Dear SIG Network and Node communities,

Today, runc has officially merged support for the new "Network Devices" feature of the OCI specification. This allows for the direct and declarative handling of Linux network devices within containers, with support also in crun and youki runtimes.

This specification took a considerable amount of time to finalize due to the complexity of the problem and the emphasis on a clear separation of concerns. The discussions spanned over 180 comments and involved two KubeCon face to face meetings with the OCI community, and finally receiving approval at KubeCon London this year (yeah, I'm great at doing selfies :) .

During the review of KEP-3698 Multi-Network and KEP-4477 KNI (Kubernetes Networking Interface), important discussions were triggered that clearly revealed the problems caused by the lack of good APIs and technologies to address these needs effectively. This resulted in inefficiencies and the creation of complex, unscalable compensation layers for handling scenarios that require the use of multiple network interfaces in Pods.

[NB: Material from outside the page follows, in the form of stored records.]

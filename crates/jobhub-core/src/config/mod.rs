//! Application configuration schemas.
//!
//! All configuration structs are deserialized from TOML files via the
//! `config` crate. Each sub-module represents a logical configuration
//! section.

pub mod database;
pub mod lock;
pub mod logging;
pub mod monitor;
pub mod notifications;
pub mod scheduler;

use serde::{Deserialize, Serialize};

pub use self::database::DatabaseConfig;
pub use self::lock::{LockConfig, RedisLockConfig};
pub use self::logging::LoggingConfig;
pub use self::monitor::MonitorConfig;
pub use self::notifications::NotificationsConfig;
pub use self::scheduler::SchedulerConfig;

use crate::error::AppError;

/// Root application configuration.
///
/// This struct is the top-level deserialization target for the merged
/// TOML configuration files (default.toml + environment overlay).
#[derive(Debug, Clone, Serialize, Deserialize)]
pub struct AppConfig {
    /// Database connection settings.
    pub database: DatabaseConfig,
    /// Distributed lock store settings.
    #[serde(default)]
    pub lock: LockConfig,
    /// Orchestrator loop settings.
    #[serde(default)]
    pub scheduler: SchedulerConfig,
    /// Circuit-breaker monitor settings.
    #[serde(default)]
    pub monitor: MonitorConfig,
    /// Transition notification settings.
    #[serde(default)]
    pub notifications: NotificationsConfig,
    /// Logging settings.
    #[serde(default)]
    pub logging: LoggingConfig,
}

impl AppConfig {
    /// Load configuration for the given environment name.
    ///
    /// Merges `config/default.toml`, an environment-specific overlay
    /// (`config/{env}.toml`) and environment variables prefixed with
    /// `JOBHUB__` (e.g. `JOBHUB__LOCK__PROVIDER=redis`).
    pub fn load(env: &str) -> Result<Self, AppError> {
        Self::build(
            config::Config::builder()
                .add_source(config::File::with_name("config/default").required(false))
                .add_source(config::File::with_name(&format!("config/{env}")).required(false)),
        )
    }

    /// Load configuration from an explicit file path plus `JOBHUB__` environment variables.
    pub fn load_from(path: &str) -> Result<Self, AppError> {
        Self::build(config::Config::builder().add_source(config::File::with_name(path)))
    }

    fn build(
        builder: config::ConfigBuilder<config::builder::DefaultState>,
    ) -> Result<Self, AppError> {
        let config = builder
            .add_source(
                config::Environment::with_prefix("JOBHUB")
                    .prefix_separator("__")
                    .separator("__")
                    .try_parsing(true),
            )
            .build()
            .map_err(|e| AppError::configuration(format!("Failed to build config: {e}")))?;

        config
            .try_deserialize()
            .map_err(|e| AppError::configuration(format!("Failed to deserialize config: {e}")))
    }
}
//! Circuit-breaker transitions published on a Redis channel.

use async_trait::async_trait;
use tracing::debug;

use jobhub_core::error::{AppError, ErrorKind};
use jobhub_core::events::TransitionEvent;
use jobhub_core::result::AppResult;
use jobhub_core::traits::notifier::TransitionNotifier;

use super::client::RedisClient;

/// Publishes each [`TransitionEvent`] as JSON so other instances and
/// external consumers can subscribe.
#[derive(Debug, Clone)]
pub struct RedisTransitionNotifier {
    client: RedisClient,
    channel: String,
}

impl RedisTransitionNotifier {
    pub fn new(client: RedisClient, channel: impl Into<String>) -> Self {
        Self {
            client,
            channel: channel.into(),
        }
    }
}

#[async_trait]
impl TransitionNotifier for RedisTransitionNotifier {
    async fn notify(&self, event: &TransitionEvent) -> AppResult<()> {
        let message = serde_json::to_string(event)?;
        let mut conn = self.client.conn_mut();
        let receivers: i64 = redis::cmd("PUBLISH")
            .arg(&self.channel)
            .arg(message)
            .query_async(&mut conn)
            .await
            .map_err(|e| AppError::with_source(ErrorKind::ServiceUnavailable, "Redis PUBLISH failed", e))?;
        debug!(
            channel = %self.channel,
            event = event.kind.notification_name(),
            receivers,
            "Transition published"
        );
        Ok(())
    }
}
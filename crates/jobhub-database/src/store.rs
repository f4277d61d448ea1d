//! Store traits consumed by the scheduler.
//!
//! Each trait extends the generic [`Repository`] with the query shapes the
//! orchestrator, the breaker monitor, and the inspection API rely on.

use std::sync::Arc;

use async_trait::async_trait;
use chrono::{DateTime, Utc};
use serde::{Deserialize, Serialize};
use sqlx::PgPool;

use jobhub_core::result::AppResult;
use jobhub_core::traits::Repository;
use jobhub_core::types::{ExecutionId, JobId, PageRequest, PageResponse, ScheduleId};
use jobhub_entity::circuit::JobCircuitBreaker;
use jobhub_entity::execution::{ExecutionStatus, JobExecution};
use jobhub_entity::job::JobDefinition;
use jobhub_entity::schedule::JobSchedule;

use crate::memory::MemoryStore;
use crate::repositories::{
    CircuitBreakerRepository, ExecutionRepository, JobRepository, ScheduleRepository,
};

/// Job definitions.
#[async_trait]
pub trait JobStore: Repository<JobDefinition, JobId> {
    async fn find_by_name(&self, name: &str) -> AppResult<Option<JobDefinition>>;

    /// Non-archived jobs whose circuit-breaker policy is enabled.
    async fn find_with_breaker_enabled(&self) -> AppResult<Vec<JobDefinition>>;
}

/// Job schedules.
#[async_trait]
pub trait ScheduleStore: Repository<JobSchedule, ScheduleId> {
    /// Active schedules inside their window whose `next_execution <= now`, oldest first.
    async fn find_due(&self, now: DateTime<Utc>) -> AppResult<Vec<JobSchedule>>;

    async fn find_by_job(&self, job_id: &JobId) -> AppResult<Vec<JobSchedule>>;
}

/// Execution history.
#[async_trait]
pub trait ExecutionStore: Repository<JobExecution, ExecutionId> {
    /// Executions in `status`, oldest queued first, at most `limit`.
    async fn find_by_status(
        &self,
        status: ExecutionStatus,
        limit: usize,
    ) -> AppResult<Vec<JobExecution>>;

    /// Retrying executions whose `next_retry_at <= now`, earliest first.
    async fn find_retries_due(
        &self,
        now: DateTime<Utc>,
        limit: usize,
    ) -> AppResult<Vec<JobExecution>>;

    /// Queued + Running executions of a job.
    async fn count_active(&self, job_id: &JobId) -> AppResult<u64>;

    /// Running executions of a job.
    async fn count_running(&self, job_id: &JobId) -> AppResult<u64>;

    /// The newest `limit` executions of a job, newest first.
    async fn find_recent_by_job(&self, job_id: &JobId, limit: usize) -> AppResult<Vec<JobExecution>>;

    /// Executions of a job queued at or after `since`, newest first, at most `limit`.
    async fn find_by_job_since(
        &self,
        job_id: &JobId,
        since: DateTime<Utc>,
        limit: usize,
    ) -> AppResult<Vec<JobExecution>>;

    /// Paged history of a job, newest first.
    async fn find_by_job(
        &self,
        job_id: &JobId,
        page: &PageRequest,
    ) -> AppResult<PageResponse<JobExecution>>;

    /// Number of executions per status.
    async fn count_by_status(&self) -> AppResult<Vec<StatusCount>>;

    /// Failed and timed-out executions queued at or after `since`, most
    /// recently completed first.
    async fn find_failed_since(
        &self,
        since: DateTime<Utc>,
        limit: usize,
    ) -> AppResult<Vec<JobExecution>>;

    /// Insert `execution` unless its job already has `max_active` queued or
    /// running executions. `None` when the job is at its limit.
    ///
    /// The count and the insert are serialized per job across every caller.
    async fn create_within_limit(
        &self,
        execution: &JobExecution,
        max_active: u64,
    ) -> AppResult<Option<JobExecution>>;

    /// Persist a started execution while the stored row is still queued or
    /// retrying and its job has fewer than `max_running` running executions.
    ///
    /// `None` when another caller started it first or the job is at its limit.
    async fn try_start(
        &self,
        execution: &JobExecution,
        max_running: u64,
    ) -> AppResult<Option<JobExecution>>;

    /// Overwrite the stored execution only while its status is one of
    /// `expected`. `None` when the row moved on in the meantime.
    async fn update_from(
        &self,
        execution: &JobExecution,
        expected: &[ExecutionStatus],
    ) -> AppResult<Option<JobExecution>>;
}

/// Circuit breakers, one per job.
#[async_trait]
pub trait CircuitBreakerStore: Send + Sync + 'static {
    async fn find_by_job(&self, job_id: &JobId) -> AppResult<Option<JobCircuitBreaker>>;

    /// Return the job's breaker, creating a closed one on first use.
    async fn get_or_create(&self, job_id: &JobId, now: DateTime<Utc>) -> AppResult<JobCircuitBreaker>;

    /// Insert or overwrite a breaker.
    async fn save(&self, breaker: &JobCircuitBreaker) -> AppResult<()>;

    /// Persist a breaker transition together with the job status change it implies.
    ///
    /// Both rows are written or neither is.
    async fn save_transition(
        &self,
        breaker: &JobCircuitBreaker,
        job: Option<&JobDefinition>,
    ) -> AppResult<()>;
}

/// One row of [`ExecutionStore::count_by_status`].
#[derive(Debug, Clone, Copy, PartialEq, Eq, Serialize, Deserialize, sqlx::FromRow)]
pub struct StatusCount {
    pub status: ExecutionStatus,
    pub count: i64,
}

/// The four stores as shared trait objects.
#[derive(Clone)]
pub struct Stores {
    pub jobs: Arc<dyn JobStore>,
    pub schedules: Arc<dyn ScheduleStore>,
    pub executions: Arc<dyn ExecutionStore>,
    pub breakers: Arc<dyn CircuitBreakerStore>,
}

impl Stores {
    /// PostgreSQL repositories sharing one pool.
    pub fn postgres(pool: PgPool) -> Self {
        Self {
            jobs: Arc::new(JobRepository::new(pool.clone())),
            schedules: Arc::new(ScheduleRepository::new(pool.clone())),
            executions: Arc::new(ExecutionRepository::new(pool.clone())),
            breakers: Arc::new(CircuitBreakerRepository::new(pool)),
        }
    }

    /// All four stores backed by one in-memory state.
    pub fn memory(store: Arc<MemoryStore>) -> Self {
        Self {
            jobs: store.clone(),
            schedules: store.clone(),
            executions: store.clone(),
            breakers: store,
        }
    }
}

impl std::fmt::Debug for Stores {
    fn fmt(&self, f: &mut std::fmt::Formatter<'_>) -> std::fmt::Result {
        f.debug_struct("Stores").finish_non_exhaustive()
    }
}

One of the key reasons for this was the compartmentalization of the problem, a kind of application of Conway's law. Networking teams traditionally use the CNI hook in the runtime to configure "everything network" related. This serializes the network configuration during Pod creation, leading to problems like Pod startup latency or hard to troubleshoot Pod creation failures, especially when the CNI hook had to communicate with the API server to retrieve information. This new feature allows for building a more scalable pattern where the RunPodSandbox hook primarily focuses on creating the network namespace, and the complexities of network configurations (such as IPAM and DNS configuration) can be handled in a pre-Pod creation phase, similar to DRA NodePrepareResources or within an init container.

To help you understand and experiment with this feature, I have prepared a codelab.

I  encourage you to review the codelab and the existing integration tests in runc , experiment with the feature and provide feedback

Thanks to all the people who helped to get this feature done. It is truly inspiring how the Kubernetes ecosystem spans multiple communities, and how individuals wear multiple hats to contribute to the greater good of OSS software. 

Special thanks to the Open Container Initiative community, and the runc, crun, and youki maintainers: Akihiro Suda, Alexander Kanevskiy, Giuseppe Scrivano, Kir Kolyshkin, Mike Brown, Mrunal Patel, Phil Estes, Rodrigo Campos, Samuel Karp, Toru Komatsu.

My apologies if I inadvertently missed anyone.